Data supplied:
***

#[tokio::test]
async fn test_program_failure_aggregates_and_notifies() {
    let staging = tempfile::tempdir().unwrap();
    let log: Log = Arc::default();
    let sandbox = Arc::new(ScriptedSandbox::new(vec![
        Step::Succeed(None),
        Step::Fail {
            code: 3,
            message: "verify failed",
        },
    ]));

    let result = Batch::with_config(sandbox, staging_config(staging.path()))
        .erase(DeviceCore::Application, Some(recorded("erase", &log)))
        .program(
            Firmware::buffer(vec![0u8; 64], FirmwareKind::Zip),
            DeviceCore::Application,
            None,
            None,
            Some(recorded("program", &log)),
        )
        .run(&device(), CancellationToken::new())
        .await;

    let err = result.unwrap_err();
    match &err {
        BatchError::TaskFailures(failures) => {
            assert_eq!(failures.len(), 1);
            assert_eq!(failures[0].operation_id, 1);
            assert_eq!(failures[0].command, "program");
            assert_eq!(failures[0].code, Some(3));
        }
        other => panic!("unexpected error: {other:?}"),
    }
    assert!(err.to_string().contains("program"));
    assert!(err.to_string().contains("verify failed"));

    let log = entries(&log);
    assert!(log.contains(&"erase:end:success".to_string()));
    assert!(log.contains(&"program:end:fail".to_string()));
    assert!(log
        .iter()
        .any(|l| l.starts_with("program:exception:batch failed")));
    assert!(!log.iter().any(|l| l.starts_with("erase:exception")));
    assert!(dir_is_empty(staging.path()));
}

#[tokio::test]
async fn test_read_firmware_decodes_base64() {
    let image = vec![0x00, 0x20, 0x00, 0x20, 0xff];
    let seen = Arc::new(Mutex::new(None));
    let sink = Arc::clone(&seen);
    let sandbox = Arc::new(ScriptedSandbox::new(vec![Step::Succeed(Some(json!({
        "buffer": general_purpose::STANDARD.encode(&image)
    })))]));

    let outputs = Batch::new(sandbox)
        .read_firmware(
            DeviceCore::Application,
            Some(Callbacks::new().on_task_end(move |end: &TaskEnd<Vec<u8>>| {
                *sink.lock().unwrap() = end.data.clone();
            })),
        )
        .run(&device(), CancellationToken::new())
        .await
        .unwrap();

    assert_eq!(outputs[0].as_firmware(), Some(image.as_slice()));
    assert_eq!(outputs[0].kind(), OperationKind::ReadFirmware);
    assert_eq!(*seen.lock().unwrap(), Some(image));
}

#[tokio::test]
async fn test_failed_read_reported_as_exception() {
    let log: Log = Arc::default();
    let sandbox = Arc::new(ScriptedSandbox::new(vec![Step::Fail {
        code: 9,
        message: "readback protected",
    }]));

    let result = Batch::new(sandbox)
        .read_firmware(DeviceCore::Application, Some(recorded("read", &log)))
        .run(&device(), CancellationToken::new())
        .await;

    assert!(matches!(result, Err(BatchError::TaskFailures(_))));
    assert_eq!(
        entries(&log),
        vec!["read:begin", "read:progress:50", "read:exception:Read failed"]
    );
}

***

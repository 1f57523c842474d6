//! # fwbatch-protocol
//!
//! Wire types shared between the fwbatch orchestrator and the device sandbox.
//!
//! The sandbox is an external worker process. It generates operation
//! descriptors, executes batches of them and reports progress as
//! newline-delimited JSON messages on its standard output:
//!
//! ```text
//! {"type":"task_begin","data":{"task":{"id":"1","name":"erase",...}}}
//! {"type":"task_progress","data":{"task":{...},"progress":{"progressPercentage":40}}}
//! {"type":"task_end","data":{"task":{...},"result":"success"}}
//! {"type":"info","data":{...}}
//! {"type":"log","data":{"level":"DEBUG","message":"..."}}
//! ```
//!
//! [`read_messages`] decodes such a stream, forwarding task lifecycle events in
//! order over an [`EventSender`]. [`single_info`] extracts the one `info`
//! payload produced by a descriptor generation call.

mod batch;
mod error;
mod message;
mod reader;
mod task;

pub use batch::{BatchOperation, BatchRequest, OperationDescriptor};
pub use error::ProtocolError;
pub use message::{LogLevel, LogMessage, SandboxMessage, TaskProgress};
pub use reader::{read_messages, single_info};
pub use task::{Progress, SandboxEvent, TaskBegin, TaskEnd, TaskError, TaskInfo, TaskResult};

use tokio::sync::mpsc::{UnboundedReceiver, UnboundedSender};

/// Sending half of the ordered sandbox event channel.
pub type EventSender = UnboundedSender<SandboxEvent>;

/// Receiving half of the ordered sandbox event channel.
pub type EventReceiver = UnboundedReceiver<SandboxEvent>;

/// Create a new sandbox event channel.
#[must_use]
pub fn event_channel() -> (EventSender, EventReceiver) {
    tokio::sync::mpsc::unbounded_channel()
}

***

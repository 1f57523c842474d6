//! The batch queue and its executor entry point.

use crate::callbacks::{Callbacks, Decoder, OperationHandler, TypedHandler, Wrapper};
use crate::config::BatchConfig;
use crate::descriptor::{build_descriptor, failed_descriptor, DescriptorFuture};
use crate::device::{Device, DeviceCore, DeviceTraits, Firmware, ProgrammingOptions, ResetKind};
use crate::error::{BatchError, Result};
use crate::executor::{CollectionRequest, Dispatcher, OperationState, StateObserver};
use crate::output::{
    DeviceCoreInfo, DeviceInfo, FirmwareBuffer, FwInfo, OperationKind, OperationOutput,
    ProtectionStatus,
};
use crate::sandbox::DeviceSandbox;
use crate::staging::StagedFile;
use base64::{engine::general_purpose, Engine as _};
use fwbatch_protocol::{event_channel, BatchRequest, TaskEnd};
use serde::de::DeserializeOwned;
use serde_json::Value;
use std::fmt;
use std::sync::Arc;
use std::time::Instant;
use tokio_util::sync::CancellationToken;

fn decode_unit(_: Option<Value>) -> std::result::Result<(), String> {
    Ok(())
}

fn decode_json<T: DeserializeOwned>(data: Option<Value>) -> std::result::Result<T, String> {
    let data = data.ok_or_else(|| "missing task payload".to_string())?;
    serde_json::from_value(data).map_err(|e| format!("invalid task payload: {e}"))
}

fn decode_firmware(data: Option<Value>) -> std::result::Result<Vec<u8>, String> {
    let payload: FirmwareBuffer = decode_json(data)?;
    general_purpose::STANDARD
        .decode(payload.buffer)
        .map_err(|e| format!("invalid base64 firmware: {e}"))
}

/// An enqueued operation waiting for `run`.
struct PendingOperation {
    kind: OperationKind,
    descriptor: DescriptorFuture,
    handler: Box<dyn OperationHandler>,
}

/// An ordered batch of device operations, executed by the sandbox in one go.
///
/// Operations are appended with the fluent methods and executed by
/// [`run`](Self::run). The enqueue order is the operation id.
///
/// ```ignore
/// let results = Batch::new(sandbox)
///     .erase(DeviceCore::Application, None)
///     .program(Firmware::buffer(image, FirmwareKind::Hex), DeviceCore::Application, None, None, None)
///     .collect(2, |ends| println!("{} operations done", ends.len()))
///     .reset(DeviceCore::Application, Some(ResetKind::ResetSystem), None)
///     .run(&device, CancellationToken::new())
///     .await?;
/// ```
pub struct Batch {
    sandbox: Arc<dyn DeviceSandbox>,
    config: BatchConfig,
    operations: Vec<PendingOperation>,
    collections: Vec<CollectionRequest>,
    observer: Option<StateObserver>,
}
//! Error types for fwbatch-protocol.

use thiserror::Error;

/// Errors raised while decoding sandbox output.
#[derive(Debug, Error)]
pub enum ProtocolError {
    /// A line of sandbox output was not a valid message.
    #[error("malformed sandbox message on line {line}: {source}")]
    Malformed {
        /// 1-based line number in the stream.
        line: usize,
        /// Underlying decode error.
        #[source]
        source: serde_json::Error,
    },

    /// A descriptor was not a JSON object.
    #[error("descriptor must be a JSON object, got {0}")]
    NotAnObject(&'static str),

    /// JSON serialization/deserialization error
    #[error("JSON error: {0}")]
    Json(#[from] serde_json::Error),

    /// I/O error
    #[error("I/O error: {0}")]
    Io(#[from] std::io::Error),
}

***

Filter by the word "Application": copy every line of the data that holds it.

        .erase(DeviceCore::Application, Some(recorded("erase", &log)))
            DeviceCore::Application,
            DeviceCore::Application,
        .read_firmware(DeviceCore::Application, Some(recorded("read", &log)))
///     .erase(DeviceCore::Application, None)
///     .program(Firmware::buffer(image, FirmwareKind::Hex), DeviceCore::Application, None, None, None)
///     .reset(DeviceCore::Application, Some(ResetKind::ResetSystem), None)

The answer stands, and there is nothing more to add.